Oleh: Rahmi Surainah, M.Pd
Warga Kutai Barat Kaltim
Isu kearifan lokal di Kaltim makin menguat dengan munculnya keinginan dari tiga suku asli besar di Kaltim agar diakui eksistensinya. Mereka tidak ingin seperti di Jakarta yang penduduk aslinya, yaitu Betawi tersingkir karena tidak mampu bersaing dengan warga pendatang.
Salah satunya, seperti yang diberitakan (kaltimprokal.co,24/11/2019) masyarakat adat Paser yang bermukim di PPU berharap diperhatikan, mengingat selama ini keberadaan mereka seperti tak mendapat perhatian pemerintah walaupun sudah dilindungi melalui Perda 2/2017. Keluh ini disampaikan oleh Ketua Lembaga Adat Paser (LAP) PPU. Dia menambahkan, pada prinsipnya, masyarakat adat Paser setuju dan mendukung pemindahan IKN ke Kaltim. Namun, perlu komunikasi lebih dulu antara pemerintah dan masyarakat adat Paser agar keinginan masyarakat adat bisa terpenuhi.
"Pada prinsipnya, kami ingin dilibatkan dalam pembangunan IKN nanti dan perlu dilakukan pembinaan. Sebab, dari segi SDM kami masih kurang. Termasuk memprioritaskan masyarakat adat Paser untuk menjadi PNS,” ujarnya. Namun, yang tak kalah penting, masyarakat adat Paser diberi hak memiliki hutan adat. Itu merupakan rekomendasi yang dituangkan dalam maklumat hasil Kongres Masyarakat Adat Paser pada Oktober 2019 lalu.

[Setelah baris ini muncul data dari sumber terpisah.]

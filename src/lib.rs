//! Capture sessionization and featurization.
pub mod analyser;
pub mod config;
pub mod error;
pub mod ui;

pub use analyser::containers::{CaptureSource, Endpoint, MacAddr, PacketRecord, RunningRepresentation, SessionBin, SessionKey};
pub use analyser::core::{analyse, analyse_captures, update_running, BinReport, CaptureReport};
pub use analyser::store::{MemoryStore, RepresentationStore, RepresentationUpdater};
pub use analyser::features::{extract_features, Features};
pub use analyser::fusion::fuse;
pub use analyser::sessions::sessionize;
pub use analyser::source::resolve_source;
pub use analyser::utils::{CapturePacketSource, FixtureSource, TsharkSource};
pub use config::{AddressType, PipelineConfig};
pub use error::{Error, Result};
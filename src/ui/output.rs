use crate::analyser::core::CaptureReport;
use crate::error::Result;
use ansi_term::Colour;
use std::fs;
use std::path::Path;

pub fn print_results(reports: &[CaptureReport]) {
    println!("\n\u{250F}\u{2501}\u{2501}\u{2501}\u{2501} Results");
    for report in reports {
        print_report(report);
    }
}

pub fn print_report(report: &CaptureReport) {
    println!("\u{2503}");
    println!("\u{2503} Capture {}", Colour::Red.paint(report.file.display().to_string()));

    if !report.valid {
        let reason = report.error.as_deref().unwrap_or("unknown error");
        println!("\u{2503} Invalid          : {}", Colour::Fixed(208).paint(reason));
        println!("\u{2503} Packets          : {}", report.packets);
        return;
    }

    let source = report.source_address.as_deref().unwrap_or("-");
    println!("\u{2503} Capture source   : {}", Colour::Fixed(226).paint(source));
    println!("\u{2503} Packets          : {}", report.packets);
    println!("\u{2503} Bins             : {}", report.bins.len());

    for (i, bin) in report.bins.iter().enumerate() {
        let start = bin.start.map(|s| s.to_rfc3339()).unwrap_or_else(|| "-".into());
        println!(
            "\u{2503}   [{i:>3}] {start}  flows {:>5}  in {:>4}  out {:>4}",
            bin.flows, bin.features.vector[0], bin.features.vector[1]
        );
    }

    if let Some(representation) = &report.representation {
        let nonzero = representation.vector.iter().filter(|v| **v != 0.0).count();
        println!(
            "\u{2503} Representation   : {} dims, {} non-zero, t={}",
            representation.vector.len(),
            Colour::Fixed(226).paint(nonzero.to_string()),
            representation.timestamp
        );
    }
    println!("\u{2503} ");
}

pub fn data_as_json(reports: &[CaptureReport]) -> Result<String> {
    Ok(serde_json::to_string_pretty(reports)?)
}

/// Writes one report as `<dir>/<capture stem>.json`.
pub fn report_to_file(report: &CaptureReport, dir: &Path) -> Result<()> {
    let stem = report
        .file
        .file_stem()
        .map(|s| s.to_string_lossy().into_owned())
        .unwrap_or_else(|| "capture".into());
    let path = dir.join(format!("{stem}.json"));

    fs::write(&path, serde_json::to_string_pretty(report)?)?;
    log::info!("Wrote {}", path.display());
    Ok(())
}
//! The core of capture processing.
//! Dissect packets, rebuild flow sessions per time bin, resolve who the capture belongs to,
//! and reduce each bin to a feature vector that can be fused over time.
pub mod containers;
pub mod core;
pub mod features;
pub mod fusion;
pub mod sessions;
pub mod source;
pub mod store;
pub mod utils;

#[cfg(test)]
pub(crate) mod testutil;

Dalam maklumat itu, ada beberapa poin rekomendasi yang diminta kepada pemerintah. Di antaranya, masyarakat adat suku Paser meminta presiden segera mengesahkan Undang-Undang Pengakuan dan Perlindungan Adat. Selanjutnya, meminta pemerintah pusat dan daerah memfasilitasi pemetaan wilayah adat di PPU. Yang terbentang dari Kelurahan Mentawir sampai Kelurahan Maridan di Kecamatan Sepaku. Sebab, selama ini dikuasai oleh konsesi perusahaan. (https://m.kaltim.prokal.co/read/news/363879-akomodasi-budaya-lokal-di-ikn-baru.html)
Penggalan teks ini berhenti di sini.